= REQUIRED WORK =
Every line of the entries below that mentions "port" is to be copied out.
===== DATASET RECORDS =====
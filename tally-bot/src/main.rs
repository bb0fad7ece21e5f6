use anyhow::{Context, Result};
use clap::{Parser, Subcommand};
use std::net::SocketAddr;
use std::path::{Path, PathBuf};
use std::sync::Arc;
use tally_core::{Composer, Interpretation, Interpreter, Lexicon, RandomPicker, ZonedClock};
use tally_ledger::Bookkeeper;
use tracing::info;

mod config;
mod ledger;
mod telegram;
mod webhook;

use config::{Config, load_config};
use telegram::TelegramClient;
use webhook::{AppState, create_router};

#[derive(Parser, Debug)]
#[command(name = "tally", version, about = "Chat-driven household ledger bot")]
struct Cli {
    /// Path to the config file (missing file = defaults)
    #[arg(short, long, global = true, default_value = "tally.toml")]
    config: PathBuf,

    /// Log as JSON lines
    #[arg(long, global = true)]
    json: bool,

    #[command(subcommand)]
    command: Command,
}

#[derive(Subcommand, Debug)]
enum Command {
    /// Run the Telegram webhook server
    Serve,

    /// Write a default config file
    InitConfig,

    /// Show how a message would be understood, without touching the ledger
    Interpret {
        /// The chat message
        text: String,
    },
}

fn init_tracing(json: bool) {
    let filter = tracing_subscriber::EnvFilter::try_from_default_env()
        .unwrap_or_else(|_| "tally=info,tower_http=info".into());
    if json {
        tracing_subscriber::fmt().with_env_filter(filter).json().init();
    } else {
        tracing_subscriber::fmt().with_env_filter(filter).init();
    }
}

fn load(path: &Path) -> Result<Config> {
    let mut cfg = load_config(path)?;
    cfg.apply_env(|key| std::env::var(key).ok())?;
    Ok(cfg)
}

#[tokio::main]
async fn main() -> Result<()> {
    let cli = Cli::parse();
    init_tracing(cli.json);

    match cli.command {
        Command::Serve => {
            let cfg = load(&cli.config)?;
            serve(cfg).await?;
        }

        Command::InitConfig => {
            config::init_config(&cli.config)?;
        }

        Command::Interpret { text } => {
            let cfg = load(&cli.config)?;
            interpret(&cfg, &text)?;
        }
    }

    Ok(())
}

async fn serve(cfg: Config) -> Result<()> {
    cfg.validate_for_serve()?;

    let clock = ZonedClock::from_name(&cfg.locale.timezone)?;
    let lexicon = Lexicon::for_language(cfg.locale.language);
    let store = ledger::open_store(&cfg.ledger)
        .await
        .context("opening ledger")?;

    let bookkeeper = Bookkeeper::new(
        Interpreter::new(lexicon, Arc::new(clock)),
        Composer::new(cfg.locale.language, RandomPicker),
        store,
    );
    let state = AppState {
        bookkeeper: Arc::new(bookkeeper),
        messenger: Arc::new(TelegramClient::new(&cfg.telegram.api_base, &cfg.telegram.token)),
        secret: cfg.webhook_secret().map(Arc::from),
    };

    let addr: SocketAddr = format!("{}:{}", cfg.server.host, cfg.server.port)
        .parse()
        .with_context(|| format!("invalid listen address {}:{}", cfg.server.host, cfg.server.port))?;
    info!(
        %addr,
        backend = ?cfg.ledger.backend,
        language = %cfg.locale.language,
        timezone = %clock.timezone(),
        build = env!("TALLY_BUILD_SHA"),
        "starting tally"
    );

    let listener = tokio::net::TcpListener::bind(addr)
        .await
        .with_context(|| format!("bind {addr}"))?;
    axum::serve(listener, create_router(state)).await?;

    Ok(())
}

fn interpret(cfg: &Config, text: &str) -> Result<()> {
    let clock = ZonedClock::from_name(&cfg.locale.timezone)?;
    let lexicon = Lexicon::for_language(cfg.locale.language);
    let interpreter = Interpreter::new(lexicon, Arc::new(clock));

    match interpreter.interpret(text) {
        Interpretation::Record(draft) => {
            println!("record");
            println!("  date:     {}", draft.date);
            println!("  type:     {}", lexicon.kind_label(draft.kind));
            println!("  amount:   {}", draft.amount);
            println!("  category: {}", lexicon.category_label(draft.category));
        }
        Interpretation::MissingAmount => {
            println!("record, but no amount found");
        }
        Interpretation::Query(summary) => {
            println!("query");
            println!("  from:     {}", summary.range.start);
            println!("  to:       {}", summary.range.end);
            match summary.category {
                Some(c) => println!("  category: {}", lexicon.category_label(c)),
                None => println!("  category: (all)"),
            }
        }
        Interpretation::Unrecognized => {
            println!("unrecognized");
        }
    }

    Ok(())
}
=====
= TASK SOLUTION =
    let addr: SocketAddr = format!("{}:{}", cfg.server.host, cfg.server.port)
        .with_context(|| format!("invalid listen address {}:{}", cfg.server.host, cfg.server.port))?;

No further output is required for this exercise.